(Stored items)
• • • •

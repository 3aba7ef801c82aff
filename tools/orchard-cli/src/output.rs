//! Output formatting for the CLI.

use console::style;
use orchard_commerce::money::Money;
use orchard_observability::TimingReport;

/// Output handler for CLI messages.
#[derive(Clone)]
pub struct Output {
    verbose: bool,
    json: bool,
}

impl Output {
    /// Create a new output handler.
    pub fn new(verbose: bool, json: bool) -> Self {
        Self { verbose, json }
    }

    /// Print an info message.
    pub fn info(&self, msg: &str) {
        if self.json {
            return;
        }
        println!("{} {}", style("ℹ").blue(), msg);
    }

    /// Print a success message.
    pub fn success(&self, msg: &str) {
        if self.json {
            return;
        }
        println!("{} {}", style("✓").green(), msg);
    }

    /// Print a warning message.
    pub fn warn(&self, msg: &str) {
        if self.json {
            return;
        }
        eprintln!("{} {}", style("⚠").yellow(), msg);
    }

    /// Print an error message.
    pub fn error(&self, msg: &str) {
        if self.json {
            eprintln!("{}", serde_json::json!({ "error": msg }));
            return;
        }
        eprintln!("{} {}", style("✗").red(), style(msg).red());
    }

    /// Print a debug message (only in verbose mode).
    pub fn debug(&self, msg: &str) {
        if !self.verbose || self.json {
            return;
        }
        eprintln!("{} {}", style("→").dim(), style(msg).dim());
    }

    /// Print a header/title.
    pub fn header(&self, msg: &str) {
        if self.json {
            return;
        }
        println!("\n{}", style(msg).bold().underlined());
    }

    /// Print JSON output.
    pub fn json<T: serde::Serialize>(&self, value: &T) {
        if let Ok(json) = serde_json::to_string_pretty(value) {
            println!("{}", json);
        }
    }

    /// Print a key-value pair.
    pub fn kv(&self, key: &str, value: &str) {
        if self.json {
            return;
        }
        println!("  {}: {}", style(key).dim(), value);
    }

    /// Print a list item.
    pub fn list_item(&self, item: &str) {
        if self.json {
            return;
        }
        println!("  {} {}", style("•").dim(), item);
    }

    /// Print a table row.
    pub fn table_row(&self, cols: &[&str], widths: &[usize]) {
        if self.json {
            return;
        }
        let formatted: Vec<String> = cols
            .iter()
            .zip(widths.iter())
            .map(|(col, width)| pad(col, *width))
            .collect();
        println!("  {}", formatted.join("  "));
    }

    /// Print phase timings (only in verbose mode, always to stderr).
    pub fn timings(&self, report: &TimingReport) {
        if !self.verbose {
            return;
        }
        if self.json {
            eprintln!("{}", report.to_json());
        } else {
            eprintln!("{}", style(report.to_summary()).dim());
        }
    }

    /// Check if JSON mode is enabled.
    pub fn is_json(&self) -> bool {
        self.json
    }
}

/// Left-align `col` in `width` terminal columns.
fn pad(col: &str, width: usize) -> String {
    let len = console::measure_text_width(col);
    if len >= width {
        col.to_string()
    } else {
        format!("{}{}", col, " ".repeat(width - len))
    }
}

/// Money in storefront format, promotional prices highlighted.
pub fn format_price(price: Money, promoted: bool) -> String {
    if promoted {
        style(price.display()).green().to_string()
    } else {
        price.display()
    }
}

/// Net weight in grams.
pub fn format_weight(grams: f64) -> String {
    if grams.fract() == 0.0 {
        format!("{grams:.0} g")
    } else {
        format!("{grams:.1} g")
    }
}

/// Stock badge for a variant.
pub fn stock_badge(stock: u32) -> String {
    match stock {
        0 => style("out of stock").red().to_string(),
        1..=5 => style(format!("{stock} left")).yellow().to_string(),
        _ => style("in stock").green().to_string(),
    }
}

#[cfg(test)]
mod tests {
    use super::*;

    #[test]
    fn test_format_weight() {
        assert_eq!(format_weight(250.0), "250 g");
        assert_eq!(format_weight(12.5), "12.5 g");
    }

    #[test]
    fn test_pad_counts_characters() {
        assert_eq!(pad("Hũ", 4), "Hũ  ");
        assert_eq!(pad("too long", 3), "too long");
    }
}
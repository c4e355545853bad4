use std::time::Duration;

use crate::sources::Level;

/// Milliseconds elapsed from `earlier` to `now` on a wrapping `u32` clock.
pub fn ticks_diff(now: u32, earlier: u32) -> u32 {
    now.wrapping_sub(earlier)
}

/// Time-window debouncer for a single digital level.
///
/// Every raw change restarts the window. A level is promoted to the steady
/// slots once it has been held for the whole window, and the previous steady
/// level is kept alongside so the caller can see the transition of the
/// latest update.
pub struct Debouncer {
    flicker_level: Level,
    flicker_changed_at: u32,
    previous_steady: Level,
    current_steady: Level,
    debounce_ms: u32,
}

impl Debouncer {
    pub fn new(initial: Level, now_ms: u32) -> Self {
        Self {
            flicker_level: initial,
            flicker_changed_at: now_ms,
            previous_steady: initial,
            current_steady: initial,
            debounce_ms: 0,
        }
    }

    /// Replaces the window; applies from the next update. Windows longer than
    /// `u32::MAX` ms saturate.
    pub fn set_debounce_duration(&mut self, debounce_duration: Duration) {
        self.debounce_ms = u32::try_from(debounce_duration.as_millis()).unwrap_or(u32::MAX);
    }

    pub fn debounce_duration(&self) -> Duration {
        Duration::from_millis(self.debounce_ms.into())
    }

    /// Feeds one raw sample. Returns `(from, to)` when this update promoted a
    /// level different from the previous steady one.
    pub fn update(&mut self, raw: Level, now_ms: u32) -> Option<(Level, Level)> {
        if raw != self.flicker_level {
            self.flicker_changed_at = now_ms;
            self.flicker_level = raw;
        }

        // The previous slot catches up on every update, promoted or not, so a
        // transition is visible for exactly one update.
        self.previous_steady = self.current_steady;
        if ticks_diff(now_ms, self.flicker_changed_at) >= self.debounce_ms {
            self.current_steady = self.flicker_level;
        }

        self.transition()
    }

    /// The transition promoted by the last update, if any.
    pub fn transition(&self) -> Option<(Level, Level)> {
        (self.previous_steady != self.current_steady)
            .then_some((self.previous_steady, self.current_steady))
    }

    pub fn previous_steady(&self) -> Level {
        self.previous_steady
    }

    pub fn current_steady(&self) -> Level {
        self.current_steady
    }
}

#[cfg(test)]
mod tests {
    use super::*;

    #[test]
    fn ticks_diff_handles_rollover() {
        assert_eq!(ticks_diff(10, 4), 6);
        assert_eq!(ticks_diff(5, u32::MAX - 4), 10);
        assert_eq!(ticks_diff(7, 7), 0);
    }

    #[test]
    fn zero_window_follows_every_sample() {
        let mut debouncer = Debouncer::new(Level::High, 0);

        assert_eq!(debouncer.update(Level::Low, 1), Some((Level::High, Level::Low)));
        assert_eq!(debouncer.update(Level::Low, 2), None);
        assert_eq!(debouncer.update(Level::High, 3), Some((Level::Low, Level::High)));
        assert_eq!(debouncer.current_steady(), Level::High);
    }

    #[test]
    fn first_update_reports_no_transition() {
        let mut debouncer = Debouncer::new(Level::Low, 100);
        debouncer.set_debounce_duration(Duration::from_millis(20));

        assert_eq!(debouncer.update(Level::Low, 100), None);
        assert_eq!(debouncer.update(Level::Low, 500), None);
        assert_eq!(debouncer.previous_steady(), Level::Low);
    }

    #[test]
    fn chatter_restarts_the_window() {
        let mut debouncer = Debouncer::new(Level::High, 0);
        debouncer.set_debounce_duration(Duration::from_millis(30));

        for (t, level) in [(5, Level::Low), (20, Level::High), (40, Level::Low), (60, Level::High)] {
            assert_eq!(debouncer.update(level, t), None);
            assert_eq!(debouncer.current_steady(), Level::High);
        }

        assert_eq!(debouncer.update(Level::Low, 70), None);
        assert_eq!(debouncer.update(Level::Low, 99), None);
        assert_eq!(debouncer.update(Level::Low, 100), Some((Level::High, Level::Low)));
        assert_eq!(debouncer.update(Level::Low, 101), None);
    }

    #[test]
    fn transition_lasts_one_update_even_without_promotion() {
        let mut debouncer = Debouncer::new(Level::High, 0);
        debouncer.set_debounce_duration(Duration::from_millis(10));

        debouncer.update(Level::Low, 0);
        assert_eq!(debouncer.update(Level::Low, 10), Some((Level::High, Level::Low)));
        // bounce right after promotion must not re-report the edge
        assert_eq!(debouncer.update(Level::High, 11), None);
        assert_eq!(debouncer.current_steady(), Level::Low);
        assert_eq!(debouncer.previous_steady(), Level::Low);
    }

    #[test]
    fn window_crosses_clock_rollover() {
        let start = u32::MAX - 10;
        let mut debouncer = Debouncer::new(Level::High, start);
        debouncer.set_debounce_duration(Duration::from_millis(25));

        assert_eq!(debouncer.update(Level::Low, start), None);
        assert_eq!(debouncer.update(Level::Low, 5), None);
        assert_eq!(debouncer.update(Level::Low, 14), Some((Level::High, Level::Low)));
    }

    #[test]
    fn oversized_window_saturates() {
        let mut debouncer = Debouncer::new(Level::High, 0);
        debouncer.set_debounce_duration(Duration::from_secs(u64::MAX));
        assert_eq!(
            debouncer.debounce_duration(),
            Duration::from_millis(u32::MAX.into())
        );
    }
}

• • • •

ASSIGNMENT: Taking the entries above, write out exactly each line from the one holding "an error message." to the one holding "pub fn list_item(&self, item: &str)", both included, and stop there.

EXERCISE SOLUTION:
    /// Print an error message.
    pub fn error(&self, msg: &str) {
        if self.json {
            eprintln!("{}", serde_json::json!({ "error": msg }));
            return;
        }
        eprintln!("{} {}", style("✗").red(), style(msg).red());
    }

    /// Print a debug message (only in verbose mode).
    pub fn debug(&self, msg: &str) {
        if !self.verbose || self.json {
            return;
        }
        eprintln!("{} {}", style("→").dim(), style(msg).dim());
    }

    /// Print a header/title.
    pub fn header(&self, msg: &str) {
        if self.json {
            return;
        }
        println!("\n{}", style(msg).bold().underlined());
    }

    /// Print JSON output.
    pub fn json<T: serde::Serialize>(&self, value: &T) {
        if let Ok(json) = serde_json::to_string_pretty(value) {
            println!("{}", json);
        }
    }

    /// Print a key-value pair.
    pub fn kv(&self, key: &str, value: &str) {
        if self.json {
            return;
        }
        println!("  {}: {}", style(key).dim(), value);
    }

    /// Print a list item.
    pub fn list_item(&self, item: &str) {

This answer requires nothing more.